Etabli dans le bassin d’Arcachon, à Mios, il est discret et humble. Pas évident de le joindre même… c’est plutôt pendant une exposition qu’il doit être facile de le rencontrer.  Depuis l’âge de 14 ans, il a trouvé sa voie. Et aujourd’hui à 66 ans, il est un assembleur de bois d’épaves ! Après avoir cédé ses créations et brevets à une coutellerie réputée (Thiers), il a choisi de donner une seconde vie aux bateaux détruits par le temps, ces épaves de bois rapportées sur les côtes en morceaux, ces souvenirs flottant de barques colorées déchiquetées par les vagues, ce bois qui a une mémoire au vu des vieux clous rouillés qui marquent le temps.

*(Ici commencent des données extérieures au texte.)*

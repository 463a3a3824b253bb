//! Text-based element location
//!
//! The ordering site has no stable ids or test attributes, so elements are
//! found by their visible text. A [`Locator`] tries an ordered list of
//! [`LocatorStrategy`] values and stops at the first one that produces an
//! element. Errors inside a strategy count as "no match".

use crate::driver::{Driver, ElementInfo, ElementQuery};
use crate::error::{Error, Result};

/// Tags a user would normally click
pub const INTERACTIVE_TAGS: &str =
    "button, a, [role='button'], input[type='submit'], input[type='button']";

/// Interactive tags plus the containers sites wrap clickable text in
pub const CONTAINER_TAGS: &str = "button, a, [role='button'], [role='option'], label, \
     span, div, p, li, h1, h2, h3, h4, h5, h6, td";

/// One way of turning a label into an element
#[derive(Debug, Clone, PartialEq, Eq)]
pub enum LocatorStrategy {
    /// Whole text equals the label, ignoring case and surrounding whitespace
    ExactText { selector: &'static str },
    /// Text contains the label, ignoring case; the most specific match wins
    ContainsText { selector: &'static str },
    /// XPath search over direct text nodes
    XPathContains,
}

impl LocatorStrategy {
    pub fn name(&self) -> &'static str {
        match self {
            LocatorStrategy::ExactText { .. } => "exact-text",
            LocatorStrategy::ContainsText { .. } => "contains-text",
            LocatorStrategy::XPathContains => "xpath-contains",
        }
    }

    /// The query this strategy issues for `label`
    pub fn query(&self, label: &str) -> ElementQuery {
        match self {
            LocatorStrategy::ExactText { selector } | LocatorStrategy::ContainsText { selector } => {
                ElementQuery::css(*selector)
            }
            LocatorStrategy::XPathContains => ElementQuery::xpath(text_contains_xpath(label)),
        }
    }

    /// Pick this strategy's element out of the query results
    pub fn select(&self, label: &str, candidates: Vec<ElementInfo>) -> Option<ElementInfo> {
        let wanted = normalize(label);
        let mut visible = candidates.into_iter().filter(|el| el.visible);

        match self {
            LocatorStrategy::ExactText { .. } => {
                visible.find(|el| normalize(el.display_text()) == wanted)
            }
            LocatorStrategy::ContainsText { .. } => visible
                .filter(|el| normalize(el.display_text()).contains(&wanted))
                // min_by_key keeps the first of equal keys, so ties go to document order
                .min_by_key(|el| el.display_text().chars().count()),
            LocatorStrategy::XPathContains => visible.next(),
        }
    }

    /// Run this strategy once
    pub async fn attempt(&self, driver: &dyn Driver, label: &str) -> Result<Option<ElementInfo>> {
        let candidates = driver.query(&self.query(label)).await?;
        Ok(self.select(label, candidates))
    }
}

/// Ordered strategy list; first success wins
#[derive(Debug, Clone)]
pub struct Locator {
    strategies: Vec<LocatorStrategy>,
}

impl Default for Locator {
    fn default() -> Self {
        Self {
            strategies: vec![
                LocatorStrategy::ExactText {
                    selector: INTERACTIVE_TAGS,
                },
                LocatorStrategy::ContainsText {
                    selector: CONTAINER_TAGS,
                },
                LocatorStrategy::XPathContains,
            ],
        }
    }
}

impl Locator {
    pub fn new(strategies: Vec<LocatorStrategy>) -> Self {
        Self { strategies }
    }

    pub fn strategies(&self) -> &[LocatorStrategy] {
        &self.strategies
    }

    /// Resolve `label` to one element, or fail with `ElementNotFound`
    pub async fn locate(&self, driver: &dyn Driver, label: &str) -> Result<ElementInfo> {
        if normalize(label).is_empty() {
            return Err(Error::ElementNotFound(label.to_string()));
        }

        for strategy in &self.strategies {
            match strategy.attempt(driver, label).await {
                Ok(Some(element)) => {
                    tracing::debug!(
                        label,
                        strategy = strategy.name(),
                        tag = %element.tag,
                        "located element"
                    );
                    return Ok(element);
                }
                Ok(None) => {
                    tracing::debug!(label, strategy = strategy.name(), "no match");
                }
                Err(e) => {
                    tracing::debug!(label, strategy = strategy.name(), error = %e, "strategy failed");
                }
            }
        }

        Err(Error::ElementNotFound(label.to_string()))
    }

    /// Locate and click. A click failure is not retried with later strategies.
    pub async fn activate(&self, driver: &dyn Driver, label: &str) -> Result<ElementInfo> {
        let element = self.locate(driver, label).await?;
        driver.click(&element.handle).await?;
        Ok(element)
    }

    /// Like [`Locator::activate`] but `Ok(false)` when nothing matched
    pub async fn try_activate(&self, driver: &dyn Driver, label: &str) -> Result<bool> {
        match self.activate(driver, label).await {
            Ok(_) => Ok(true),
            Err(e) if e.is_not_found() => Ok(false),
            Err(e) => Err(e),
        }
    }
}

/// First visible element from `query` satisfying `predicate`
pub async fn find_where<P>(
    driver: &dyn Driver,
    query: &ElementQuery,
    predicate: P,
) -> Result<Option<ElementInfo>>
where
    P: Fn(&ElementInfo) -> bool,
{
    let candidates = driver.query(query).await?;
    Ok(candidates
        .into_iter()
        .find(|el| el.visible && predicate(el)))
}

/// Lowercase with internal whitespace collapsed
pub fn normalize(text: &str) -> String {
    text.split_whitespace()
        .collect::<Vec<_>>()
        .join(" ")
        .to_lowercase()
}

/// `//*[text()[contains(lowercase(.), needle)]]`, with the needle quoted safely
pub fn text_contains_xpath(label: &str) -> String {
    const UPPER: &str = "ABCDEFGHIJKLMNOPQRSTUVWXYZ";
    const LOWER: &str = "abcdefghijklmnopqrstuvwxyz";
    format!(
        "//*[text()[contains(translate(normalize-space(.), '{UPPER}', '{LOWER}'), {})]]",
        xpath_literal(&normalize(label))
    )
}

fn xpath_literal(value: &str) -> String {
    if !value.contains('\'') {
        format!("'{value}'")
    } else if !value.contains('"') {
        format!("\"{value}\"")
    } else {
        let parts: Vec<String> = value.split('\'').map(|p| format!("'{p}'")).collect();
        format!("concat({})", parts.join(", \"'\", "))
    }
}
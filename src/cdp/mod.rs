//! Minimal Chrome DevTools Protocol client

pub mod connection;
pub mod transport;
pub mod types;

pub use connection::{Connection, Session};
pub use transport::Transport;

Richard Sossler aime récupérer ces matériaux ou la corrosion apporte une valeur ajoutée aux œuvres qu’il visualise déjà dans son âme d’artiste. Il assemble les bois avec leur géométrie, compose une symphonie picturale sans avoir palettes et pinceaux ! Sans retoucher aux couleurs d’origines imprégnées dans les fibres du bois. Ses créations étonnent, entre marquèterie et  sculptures, tableaux figuratifs ou réalistes.

Non seulement il est doué, mais c’est aussi un photographe qui excelle. Son œil pour figer le bassin d’Arcachon, révèle une vision définitivement artistique et … très aiguisée ! Normal pour un ex-coutelier non ?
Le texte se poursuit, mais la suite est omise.